清水エスパルスは、名実共にサッカー処・清水において、サッカーにおけるヒエラルキーの頂点に立つチームである。だからこそ清水エスパルスは、清水のサッカーに携わる全ての人にとって憧れのチームでなければならない。

「清水のサッカー熱は本当に高いです。シーズン中ともなれば、どこに行っても清水エスパルスの成績の話題が出ます。それだけ高い期待をかけられるに相応しいチームであるために、エスパルスでは3つの基本理念を掲げています。

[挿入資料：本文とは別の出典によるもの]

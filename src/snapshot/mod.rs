mod lister;
mod name;
mod window;

pub use lister::{ObjectStoreLister, SnapshotLister};
pub use name::{SNAPSHOT_SEPARATOR, SnapshotId, snapshot_from_key};
pub use window::{DISPLAY_FORMAT, ObservationWindow, bootstrap_partitions, display};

エスパルスの原点はこの基本理念に集約され、チームスタッフ全員が共有意識として念頭において活動しています」

3つの基本理念は、以下の通りだ。

1:スポーツを愛する人々に支えられる地域のシンボルとして、夢を創造しつづけます
2:サッカーを通じて多くの人々と感動をわかちあい、地域スポーツ文化の発展に寄与します
3:正々堂々と情熱をもって戦い、地域の誇りとなる最強のチームを目指します

いずれもプロサッカークラブにとっては大切なことであり、3項目は全てが密接にリンクしている。最強のチームを目指し、夢や感動を与え、地元のスポーツ活性化を図る。これらが成されることによって地域が盛り上がり、結果、プロスポーツクラブにしか成し得ない地域貢献が実現される。地域のクラブとして、エスパルスの果たす役割は大きい。
また、近年エスパルスでは小野伸二、高原直泰、小林大悟といった日本代表や海外のサッカークラブで活躍した地元出身選手を獲得している。これも、エスパルスの理念に基づく施策の1つだ。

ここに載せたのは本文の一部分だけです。